*Work instruction:* Repeat exactly the lines from the start of the records below through the line that contains "impl Validate for", including both.
- - - -
// Domain layer: field catalog, models and ports (interfaces).

pub mod catalog;
pub mod model;
pub mod ports;
use crate::utils::error::Result;
use crate::utils::validation::{self, Validate};
use clap::Parser;
use std::path::PathBuf;

pub const DEFAULT_INDUSTRY_CODE: &str = "73.11";

#[derive(Debug, Clone, Parser)]
#[command(name = "brreg-etl")]
#[command(about = "Fetch companies from Brønnøysundregistrene by industry code and export them as CSV")]
pub struct CliConfig {
    /// Industry code (næringskode), e.g. 73.11
    #[arg(
        short = 'i',
        long = "industry",
        visible_aliases = ["industry-code", "naeringskode"],
        default_value = DEFAULT_INDUSTRY_CODE
    )]
    pub industry: String,

    /// Output CSV file. Defaults to <industry>_selskaper.csv
    #[arg(short, long)]
    pub output: Option<String>,

    /// Comma separated field keys to include, see --list-fields
    #[arg(short, long, value_delimiter = ',')]
    pub fields: Option<Vec<String>>,

    /// Stop after this many matching companies
    #[arg(short, long)]
    pub limit: Option<usize>,

    /// Filter expression, e.g. "email and not in_liquidation and net_profit > 0"
    #[arg(long)]
    pub filter: Option<String>,

    /// Fetch the latest annual accounts and add financial columns
    #[arg(long)]
    pub financials: bool,

    /// TOML file with endpoint, throttle and output settings
    #[arg(short, long)]
    pub config: Option<PathBuf>,

    /// Print the available field keys and exit
    #[arg(long)]
    pub list_fields: bool,

    #[arg(short, long, help = "Enable verbose output")]
    pub verbose: bool,

    #[arg(long, help = "Emit logs as JSON")]
    pub json_logs: bool,
}

impl CliConfig {
    pub fn output_file(&self) -> String {
        self.output
            .clone()
            .unwrap_or_else(|| default_output_name(&self.industry))
    }
}

/// `73.11` becomes `73_11_selskaper.csv`.
pub fn default_output_name(industry: &str) -> String {
    format!("{}_selskaper.csv", industry.trim().replace('.', "_"))
}

impl Validate for CliConfig {
    fn validate(&self) -> Result<()> {
        validation::validate_industry_code("industry", &self.industry)?;

        if let Some(output) = &self.output {
            validation::validate_path("output", output)?;
        }

        if let Some(limit) = self.limit {
            validation::validate_positive_number("limit", limit, 1)?;
        }

        Ok(())
    }
}
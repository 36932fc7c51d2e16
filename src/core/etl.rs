use crate::domain::model::{RunState, RunSummary};
use crate::domain::ports::{Pipeline, RowSink};
use crate::utils::error::Result;
use chrono::Utc;
use std::future::Future;

pub struct EtlEngine<P: Pipeline, K: RowSink> {
    pipeline: P,
    sink: K,
}

impl<P: Pipeline, K: RowSink> EtlEngine<P, K> {
    pub fn new(pipeline: P, sink: K) -> Self {
        Self { pipeline, sink }
    }

    /// Runs until the source is exhausted or Ctrl-C is pressed.
    pub async fn run(&mut self) -> Result<RunSummary> {
        self.run_until(async {
            if let Err(e) = tokio::signal::ctrl_c().await {
                tracing::warn!("Could not listen for Ctrl-C: {}", e);
                std::future::pending::<()>().await;
            }
        })
        .await
    }

    /// Collects rows until done or until `interrupt` resolves, then hands
    /// whatever was collected to the sink. The sink is called even when no
    /// row was retained.
    pub async fn run_until<F>(&mut self, interrupt: F) -> Result<RunSummary>
    where
        F: Future<Output = ()> + Send,
    {
        let started_at = Utc::now();
        let mut state = RunState::default();

        tracing::info!("Starting ETL process...");

        let interrupted = tokio::select! {
            _ = self.pipeline.collect(&mut state) => false,
            _ = interrupt => true,
        };

        if interrupted {
            tracing::warn!(
                "⏹️ Interrupted, saving {} rows collected so far",
                state.retained()
            );
        }

        if state.rows.is_empty() {
            tracing::warn!("⚠️ No rows matched; writing header only");
        }

        let output = self
            .sink
            .write_rows(self.pipeline.columns(), &state.rows)
            .await?;

        let summary = RunSummary {
            total_seen: state.total_seen,
            retained: state.retained(),
            pages_fetched: state.pages_fetched,
            enrichment_calls: state.enrichment_calls,
            enrichment_avoided: state.enrichment_avoided,
            partial: state.partial,
            interrupted,
            output,
            started_at,
            finished_at: Utc::now(),
        };

        tracing::info!(
            "📊 {} seen, {} retained, {} pages, {} accounts lookups ({} avoided) in {}ms",
            summary.total_seen,
            summary.retained,
            summary.pages_fetched,
            summary.enrichment_calls,
            summary.enrichment_avoided,
            summary.elapsed().num_milliseconds()
        );
        tracing::info!("📁 Output saved to: {}", summary.output);

        Ok(summary)
    }
}
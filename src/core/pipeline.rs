//! Page-driven collection of registry entities.
//!
//! Each record goes through extraction, the filter and, when needed, the
//! accounts lookup. Upstream failures never escape `collect`: a failed page
//! ends pagination and marks the run as partial, a failed lookup becomes an
//! empty snapshot.

use crate::core::enricher::FinancialEnricher;
use crate::core::extractor::extract_record;
use crate::core::filter::{RecordFilter, RecordScope, Verdict};
use crate::core::throttle::Throttle;
use crate::domain::catalog::FieldCatalog;
use crate::domain::model::{CanonicalRecord, Column, FinancialSnapshot, OrgNumber, OutputRow, RunState};
use crate::domain::ports::{PageSource, Pipeline, StatementSource};
use std::sync::Arc;
use std::time::Duration;

pub const DEFAULT_REGISTRY_URL: &str = "https://data.brreg.no/enhetsregisteret/api/enheter";
pub const DEFAULT_PAGE_SIZE: usize = 1000;

#[derive(Debug, Clone)]
pub struct PipelineSettings {
    pub registry_url: String,
    pub industry_code: String,
    pub page_size: usize,
    pub limit: Option<usize>,
    pub include_financials: bool,
    pub enrichment_interval: Duration,
    pub page_delay: Duration,
}

impl Default for PipelineSettings {
    fn default() -> Self {
        Self {
            registry_url: DEFAULT_REGISTRY_URL.to_string(),
            industry_code: "73.11".to_string(),
            page_size: DEFAULT_PAGE_SIZE,
            limit: None,
            include_financials: false,
            enrichment_interval: Duration::from_millis(200),
            page_delay: Duration::from_millis(1000),
        }
    }
}

impl PipelineSettings {
    fn first_page_params(&self) -> Vec<(String, String)> {
        vec![
            ("naeringskode".to_string(), self.industry_code.clone()),
            ("size".to_string(), self.page_size.to_string()),
            ("page".to_string(), "0".to_string()),
        ]
    }

    fn cap_reached(&self, state: &RunState) -> bool {
        self.limit.is_some_and(|limit| state.retained() >= limit)
    }
}

pub struct RegistryPipeline<P: PageSource, S: StatementSource> {
    pages: P,
    enricher: FinancialEnricher<S>,
    filter: RecordFilter,
    columns: Vec<Column>,
    settings: PipelineSettings,
    throttle: Throttle,
}

impl<P: PageSource, S: StatementSource> RegistryPipeline<P, S> {
    pub fn new(
        pages: P,
        statements: S,
        catalog: Arc<FieldCatalog>,
        filter: RecordFilter,
        columns: Vec<Column>,
        settings: PipelineSettings,
    ) -> Self {
        let throttle = Throttle::new(settings.enrichment_interval);
        Self {
            pages,
            enricher: FinancialEnricher::new(statements, catalog),
            filter,
            columns,
            settings,
            throttle,
        }
    }

    /// Runs one raw entity through filter and enrichment. `None` means the
    /// record was dropped.
    async fn process(&mut self, entity: &serde_json::Value, state: &mut RunState) -> Option<OutputRow> {
        let record = extract_record(entity);
        let include_financials = self.settings.include_financials;

        let snapshot = match &self.filter {
            RecordFilter::AcceptAll => None,
            RecordFilter::Unusable { .. } => return None,
            RecordFilter::Expression(expression) if expression.references_financial() => {
                // 沒有開啟財務資料時，財務條件永遠不成立
                if !include_financials {
                    return None;
                }
                if expression.preliminary(&RecordScope::general(&record)) == Verdict::Reject {
                    state.enrichment_avoided += 1;
                    return None;
                }
                let snapshot =
                    Self::lookup_financials(&self.enricher, &mut self.throttle, &record, state).await;
                if !expression.matches(&RecordScope::with_financials(&record, &snapshot)) {
                    return None;
                }
                Some(snapshot)
            }
            RecordFilter::Expression(expression) => {
                if !expression.matches(&RecordScope::general(&record)) {
                    return None;
                }
                None
            }
        };

        // Enrichment for output columns is independent of the filter.
        let snapshot = match snapshot {
            Some(snapshot) => Some(snapshot),
            None if include_financials => Some(
                Self::lookup_financials(&self.enricher, &mut self.throttle, &record, state).await,
            ),
            None => None,
        };

        Some(OutputRow::project(&self.columns, &record, snapshot.as_ref()))
    }

    /// Throttled accounts lookup. Records without a usable org number cost
    /// no request and no throttle slot.
    async fn lookup_financials(
        enricher: &FinancialEnricher<S>,
        throttle: &mut Throttle,
        record: &CanonicalRecord,
        state: &mut RunState,
    ) -> FinancialSnapshot {
        if OrgNumber::parse(record.org_id()).is_none() {
            return FinancialSnapshot::no_data();
        }
        throttle.wait().await;
        state.enrichment_calls += 1;
        enricher.enrich(record.org_id()).await
    }
}

#[async_trait::async_trait]
impl<P: PageSource, S: StatementSource> Pipeline for RegistryPipeline<P, S> {
    fn columns(&self) -> &[Column] {
        &self.columns
    }

    async fn collect(&mut self, state: &mut RunState) {
        let mut url = self.settings.registry_url.clone();
        let mut params = self.settings.first_page_params();

        tracing::info!(
            "🚀 Fetching entities with industry code {} (financials: {}, limit: {})",
            self.settings.industry_code,
            self.settings.include_financials,
            self.settings
                .limit
                .map(|l| l.to_string())
                .unwrap_or_else(|| "none".to_string())
        );

        'pages: loop {
            if self.settings.cap_reached(state) {
                break;
            }

            if state.pages_fetched > 0 && !self.settings.page_delay.is_zero() {
                tokio::time::sleep(self.settings.page_delay).await;
            }

            tracing::debug!("Requesting page {} from {}", state.pages_fetched, url);
            let page = match self.pages.fetch_page(&url, &params).await {
                Ok(page) => page,
                Err(e) => {
                    tracing::warn!(
                        "⚠️ Page request failed, keeping {} rows collected so far: {}",
                        state.retained(),
                        e
                    );
                    state.partial = true;
                    break;
                }
            };
            state.pages_fetched += 1;

            if page.entities.is_empty() {
                tracing::info!("📭 Page {} is empty, no more data", state.pages_fetched);
                break;
            }

            tracing::info!(
                "📄 Page {}: {} entities",
                state.pages_fetched,
                page.entities.len()
            );

            for entity in &page.entities {
                if self.settings.cap_reached(state) {
                    tracing::info!("🛑 Reached limit of {} rows", state.retained());
                    break 'pages;
                }
                state.total_seen += 1;
                if let Some(row) = self.process(entity, state).await {
                    state.rows.push(row);
                }
            }

            match page.next {
                Some(next) => {
                    url = next;
                    params.clear();
                }
                None => break,
            }
        }

        tracing::info!(
            "✅ Collected {} of {} entities over {} pages ({} accounts lookups, {} avoided)",
            state.retained(),
            state.total_seen,
            state.pages_fetched,
            state.enrichment_calls,
            state.enrichment_avoided
        );
    }
}
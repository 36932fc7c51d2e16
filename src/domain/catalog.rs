//! The fixed set of fields the tool knows how to extract, filter on and write.
//!
//! The catalog is built once at startup ([`FieldCatalog::standard`]) and shared
//! by reference; nothing mutates it afterwards.

use crate::domain::model::Column;
use crate::utils::error::{EtlError, Result};

#[derive(Debug, Clone, Copy, PartialEq, Eq)]
pub enum FieldGroup {
    General,
    Financial,
}

/// Decides how a stored value is coerced for filtering and formatting.
#[derive(Debug, Clone, Copy, PartialEq, Eq)]
pub enum FieldKind {
    Text,
    Date,
    Flag,
    Count,
    Amount,
    Ratio,
}

impl FieldKind {
    pub fn is_numeric(self) -> bool {
        matches!(self, FieldKind::Count | FieldKind::Amount | FieldKind::Ratio)
    }
}

#[derive(Debug, Clone, Copy, PartialEq, Eq)]
pub struct FieldSpec {
    pub key: &'static str,
    pub label: &'static str,
    pub group: FieldGroup,
    pub kind: FieldKind,
    /// JSON path inside one accounts statement. Empty for general fields and
    /// for derived ratios.
    pub source: &'static [&'static str],
}

impl FieldSpec {
    pub fn is_financial(&self) -> bool {
        self.group == FieldGroup::Financial
    }

    pub fn column(&self) -> Column {
        Column {
            key: self.key,
            label: self.label,
        }
    }
}

const fn general(key: &'static str, label: &'static str, kind: FieldKind) -> FieldSpec {
    FieldSpec {
        key,
        label,
        group: FieldGroup::General,
        kind,
        source: &[],
    }
}

const fn financial(
    key: &'static str,
    label: &'static str,
    kind: FieldKind,
    source: &'static [&'static str],
) -> FieldSpec {
    FieldSpec {
        key,
        label,
        group: FieldGroup::Financial,
        kind,
        source,
    }
}

const GENERAL_FIELDS: &[FieldSpec] = &[
    general("name", "Name", FieldKind::Text),
    general("orgnr", "OrgNo", FieldKind::Text),
    general("incorporation_date", "IncorporationDate", FieldKind::Date),
    general("registration_date", "RegistrationDate", FieldKind::Date),
    general("email", "Email", FieldKind::Text),
    general("phone", "Phone", FieldKind::Text),
    general("mobile", "Mobile", FieldKind::Text),
    general("website", "Website", FieldKind::Text),
    general("address", "Address", FieldKind::Text),
    general("zipcode", "Zipcode", FieldKind::Text),
    general("municipality", "Municipality", FieldKind::Text),
    general("street", "Street", FieldKind::Text),
    general("in_liquidation", "InLiquidation", FieldKind::Flag),
    general("employees", "Employees", FieldKind::Count),
];

const FINANCIAL_FIELDS: &[FieldSpec] = &[
    financial("period_start", "PeriodStart", FieldKind::Date, &["regnskapsperiode", "fraDato"]),
    financial("period_end", "PeriodEnd", FieldKind::Date, &["regnskapsperiode", "tilDato"]),
    financial("currency", "Currency", FieldKind::Text, &["valuta"]),
    financial(
        "revenue",
        "Revenue",
        FieldKind::Amount,
        &["resultatregnskapResultat", "driftsresultat", "driftsinntekter", "sumDriftsinntekter"],
    ),
    financial(
        "operating_expenses",
        "OperatingExpenses",
        FieldKind::Amount,
        &["resultatregnskapResultat", "driftsresultat", "driftskostnad", "sumDriftskostnad"],
    ),
    financial(
        "operating_profit",
        "OperatingProfit",
        FieldKind::Amount,
        &["resultatregnskapResultat", "driftsresultat", "driftsresultat"],
    ),
    financial(
        "financial_income",
        "FinancialIncome",
        FieldKind::Amount,
        &["resultatregnskapResultat", "finansresultat", "finansinntekt", "sumFinansinntekter"],
    ),
    financial(
        "financial_expenses",
        "FinancialExpenses",
        FieldKind::Amount,
        &["resultatregnskapResultat", "finansresultat", "finanskostnad", "sumFinanskostnad"],
    ),
    financial(
        "net_financial_items",
        "NetFinancialItems",
        FieldKind::Amount,
        &["resultatregnskapResultat", "finansresultat", "nettoFinans"],
    ),
    financial(
        "profit_before_tax",
        "ProfitBeforeTax",
        FieldKind::Amount,
        &["resultatregnskapResultat", "ordinaertResultatFoerSkattekostnad"],
    ),
    financial(
        "net_profit",
        "NetProfit",
        FieldKind::Amount,
        &["resultatregnskapResultat", "aarsresultat"],
    ),
    financial(
        "total_result",
        "TotalResult",
        FieldKind::Amount,
        &["resultatregnskapResultat", "totalresultat"],
    ),
    financial("total_assets", "TotalAssets", FieldKind::Amount, &["eiendeler", "sumEiendeler"]),
    financial(
        "fixed_assets",
        "FixedAssets",
        FieldKind::Amount,
        &["eiendeler", "anleggsmidler", "sumAnleggsmidler"],
    ),
    financial(
        "current_assets",
        "CurrentAssets",
        FieldKind::Amount,
        &["eiendeler", "omloepsmidler", "sumOmloepsmidler"],
    ),
    financial(
        "total_equity",
        "TotalEquity",
        FieldKind::Amount,
        &["egenkapitalGjeld", "egenkapital", "sumEgenkapital"],
    ),
    financial(
        "paid_in_equity",
        "PaidInEquity",
        FieldKind::Amount,
        // sic: the upstream schema spells it "Egenkaptial"
        &["egenkapitalGjeld", "egenkapital", "innskuttEgenkapital", "sumInnskuttEgenkaptial"],
    ),
    financial(
        "retained_earnings",
        "RetainedEarnings",
        FieldKind::Amount,
        &["egenkapitalGjeld", "egenkapital", "opptjentEgenkapital", "sumOpptjentEgenkapital"],
    ),
    financial(
        "total_debt",
        "TotalDebt",
        FieldKind::Amount,
        &["egenkapitalGjeld", "gjeldOversikt", "sumGjeld"],
    ),
    financial(
        "long_term_debt",
        "LongTermDebt",
        FieldKind::Amount,
        &["egenkapitalGjeld", "gjeldOversikt", "langsiktigGjeld", "sumLangsiktigGjeld"],
    ),
    financial(
        "short_term_debt",
        "ShortTermDebt",
        FieldKind::Amount,
        &["egenkapitalGjeld", "gjeldOversikt", "kortsiktigGjeld", "sumKortsiktigGjeld"],
    ),
    financial("profit_margin", "ProfitMarginPct", FieldKind::Ratio, &[]),
    financial("equity_ratio", "EquityRatioPct", FieldKind::Ratio, &[]),
    financial("debt_ratio", "DebtRatioPct", FieldKind::Ratio, &[]),
    financial("return_on_equity", "ReturnOnEquityPct", FieldKind::Ratio, &[]),
];

/// Older scripts called the municipality column `state`.
const ALIASES: &[(&str, &str)] = &[("state", "municipality"), ("orgno", "orgnr")];

#[derive(Debug, Clone)]
pub struct FieldCatalog {
    fields: Vec<FieldSpec>,
}

impl FieldCatalog {
    pub fn standard() -> Self {
        Self {
            fields: GENERAL_FIELDS
                .iter()
                .chain(FINANCIAL_FIELDS.iter())
                .copied()
                .collect(),
        }
    }

    pub fn get(&self, key: &str) -> Option<&FieldSpec> {
        self.fields.iter().find(|f| f.key == key)
    }

    /// Case-insensitive lookup that also understands legacy aliases.
    pub fn resolve(&self, name: &str) -> Option<&FieldSpec> {
        let lowered = name.trim().to_lowercase();
        let key = ALIASES
            .iter()
            .find(|(alias, _)| *alias == lowered)
            .map(|(_, key)| *key)
            .unwrap_or(lowered.as_str());
        self.get(key)
    }

    pub fn fields(&self) -> impl Iterator<Item = &FieldSpec> {
        self.fields.iter()
    }

    pub fn general(&self) -> impl Iterator<Item = &FieldSpec> {
        self.fields.iter().filter(|f| !f.is_financial())
    }

    pub fn financial(&self) -> impl Iterator<Item = &FieldSpec> {
        self.fields.iter().filter(|f| f.is_financial())
    }

    /// Output column order for a run.
    ///
    /// General columns come first, in the requested order (all of them when
    /// nothing is requested). Financial columns are appended only when
    /// enrichment is on: the requested financial keys, or all of them when
    /// none were named. Unknown names are skipped; a request with no usable
    /// name at all is an error.
    pub fn select_columns(
        &self,
        requested: Option<&[String]>,
        include_financials: bool,
    ) -> Result<Vec<Column>> {
        let Some(requested) = requested.filter(|r| !r.is_empty()) else {
            let mut columns: Vec<Column> = self.general().map(FieldSpec::column).collect();
            if include_financials {
                columns.extend(self.financial().map(FieldSpec::column));
            }
            return Ok(columns);
        };

        let mut general = Vec::new();
        let mut financial = Vec::new();
        for name in requested {
            match self.resolve(name) {
                Some(spec) if spec.is_financial() => {
                    if !financial.contains(&spec.column()) {
                        financial.push(spec.column());
                    }
                }
                Some(spec) => {
                    if !general.contains(&spec.column()) {
                        general.push(spec.column());
                    }
                }
                None => tracing::warn!("⚠️ Ignoring unknown field '{}'", name.trim()),
            }
        }

        if general.is_empty() && financial.is_empty() {
            return Err(EtlError::InvalidConfigValueError {
                field: "fields".to_string(),
                value: requested.join(","),
                reason: format!(
                    "No valid fields selected. Available: {}",
                    self.fields().map(|f| f.key).collect::<Vec<_>>().join(", ")
                ),
            });
        }

        if include_financials {
            if financial.is_empty() {
                financial.extend(self.financial().map(FieldSpec::column));
            }
            general.extend(financial);
        } else if !financial.is_empty() {
            tracing::warn!(
                "⚠️ Financial fields requested without --financials; they will be left out"
            );
            if general.is_empty() {
                return Err(EtlError::ConfigError {
                    message: "Only financial fields were selected but --financials is off"
                        .to_string(),
                });
            }
        }

        Ok(general)
    }
}

impl Default for FieldCatalog {
    fn default() -> Self {
        Self::standard()
    }
}

/// Parses amounts such as `1 234 567`, `1,234,567` or `-42.5`.
///
/// Grouping characters (space, no-break space, comma, apostrophe, underscore)
/// are dropped before parsing. Non-finite results are treated as unparseable.
pub fn parse_amount(raw: &str) -> Option<f64> {
    let cleaned: String = raw
        .trim()
        .chars()
        .filter(|c| !matches!(c, ' ' | '\u{a0}' | '\u{202f}' | ',' | '\'' | '_'))
        .collect();
    if cleaned.is_empty() {
        return None;
    }
    cleaned.parse::<f64>().ok().filter(|n| n.is_finite())
}

#[cfg(test)]
mod tests {
    use super::*;

    #[test]
    fn test_standard_catalog_groups() {
        let catalog = FieldCatalog::standard();
        assert_eq!(catalog.general().count(), 14);
        assert_eq!(catalog.financial().count(), 25);
        let is_financial = |key: &str| catalog.get(key).is_some_and(FieldSpec::is_financial);
        assert!(is_financial("net_profit"));
        assert!(is_financial("profit_margin"));
        assert!(!is_financial("email"));
        assert!(!is_financial("nonexistent"));
    }

    #[test]
    fn test_keys_are_unique() {
        let catalog = FieldCatalog::standard();
        let mut keys: Vec<_> = catalog.fields().map(|f| f.key).collect();
        let total = keys.len();
        keys.sort();
        keys.dedup();
        assert_eq!(keys.len(), total);
    }

    #[test]
    fn test_resolve_aliases() {
        let catalog = FieldCatalog::standard();
        assert_eq!(catalog.resolve("state").unwrap().key, "municipality");
        assert_eq!(catalog.resolve(" Email ").unwrap().key, "email");
        assert!(catalog.resolve("fax").is_none());
    }

    #[test]
    fn test_select_columns_defaults() {
        let catalog = FieldCatalog::standard();
        let columns = catalog.select_columns(None, false).unwrap();
        assert_eq!(columns.len(), 14);
        assert_eq!(columns[0].label, "Name");

        let columns = catalog.select_columns(None, true).unwrap();
        assert_eq!(columns.len(), 39);
        assert_eq!(columns[14].key, "period_start");
    }

    #[test]
    fn test_select_columns_keeps_requested_order() {
        let catalog = FieldCatalog::standard();
        let requested = vec!["email".to_string(), "name".to_string(), "bogus".to_string()];
        let columns = catalog.select_columns(Some(requested.as_slice()), false).unwrap();
        let keys: Vec<_> = columns.iter().map(|c| c.key).collect();
        assert_eq!(keys, vec!["email", "name"]);
    }

    #[test]
    fn test_select_columns_financial_subset() {
        let catalog = FieldCatalog::standard();
        let requested = vec![
            "revenue".to_string(),
            "name".to_string(),
            "profit_margin".to_string(),
        ];
        let columns = catalog.select_columns(Some(requested.as_slice()), true).unwrap();
        let keys: Vec<_> = columns.iter().map(|c| c.key).collect();
        assert_eq!(keys, vec!["name", "revenue", "profit_margin"]);
    }

    #[test]
    fn test_select_columns_rejects_nothing_valid() {
        let catalog = FieldCatalog::standard();
        let requested = vec!["fax".to_string()];
        assert!(catalog.select_columns(Some(requested.as_slice()), false).is_err());
    }

    #[test]
    fn test_parse_amount() {
        assert_eq!(parse_amount("1 234 567"), Some(1_234_567.0));
        assert_eq!(parse_amount("1,234,567"), Some(1_234_567.0));
        assert_eq!(parse_amount("\u{a0}-42.5 "), Some(-42.5));
        assert_eq!(parse_amount(""), None);
        assert_eq!(parse_amount("n/a"), None);
        assert_eq!(parse_amount("inf"), None);
    }
}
- - - -
*Output:*
// Domain layer: field catalog, models and ports (interfaces).

pub mod catalog;
pub mod model;
pub mod ports;
use crate::utils::error::Result;
use crate::utils::validation::{self, Validate};
use clap::Parser;
use std::path::PathBuf;

pub const DEFAULT_INDUSTRY_CODE: &str = "73.11";

#[derive(Debug, Clone, Parser)]
#[command(name = "brreg-etl")]
#[command(about = "Fetch companies from Brønnøysundregistrene by industry code and export them as CSV")]
pub struct CliConfig {
    /// Industry code (næringskode), e.g. 73.11
    #[arg(
        short = 'i',
        long = "industry",
        visible_aliases = ["industry-code", "naeringskode"],
        default_value = DEFAULT_INDUSTRY_CODE
    )]
    pub industry: String,

    /// Output CSV file. Defaults to <industry>_selskaper.csv
    #[arg(short, long)]
    pub output: Option<String>,

    /// Comma separated field keys to include, see --list-fields
    #[arg(short, long, value_delimiter = ',')]
    pub fields: Option<Vec<String>>,

    /// Stop after this many matching companies
    #[arg(short, long)]
    pub limit: Option<usize>,

    /// Filter expression, e.g. "email and not in_liquidation and net_profit > 0"
    #[arg(long)]
    pub filter: Option<String>,

    /// Fetch the latest annual accounts and add financial columns
    #[arg(long)]
    pub financials: bool,

    /// TOML file with endpoint, throttle and output settings
    #[arg(short, long)]
    pub config: Option<PathBuf>,

    /// Print the available field keys and exit
    #[arg(long)]
    pub list_fields: bool,

    #[arg(short, long, help = "Enable verbose output")]
    pub verbose: bool,

    #[arg(long, help = "Emit logs as JSON")]
    pub json_logs: bool,
}

impl CliConfig {
    pub fn output_file(&self) -> String {
        self.output
            .clone()
            .unwrap_or_else(|| default_output_name(&self.industry))
    }
}

/// `73.11` becomes `73_11_selskaper.csv`.
pub fn default_output_name(industry: &str) -> String {
    format!("{}_selskaper.csv", industry.trim().replace('.', "_"))
}

impl Validate for CliConfig {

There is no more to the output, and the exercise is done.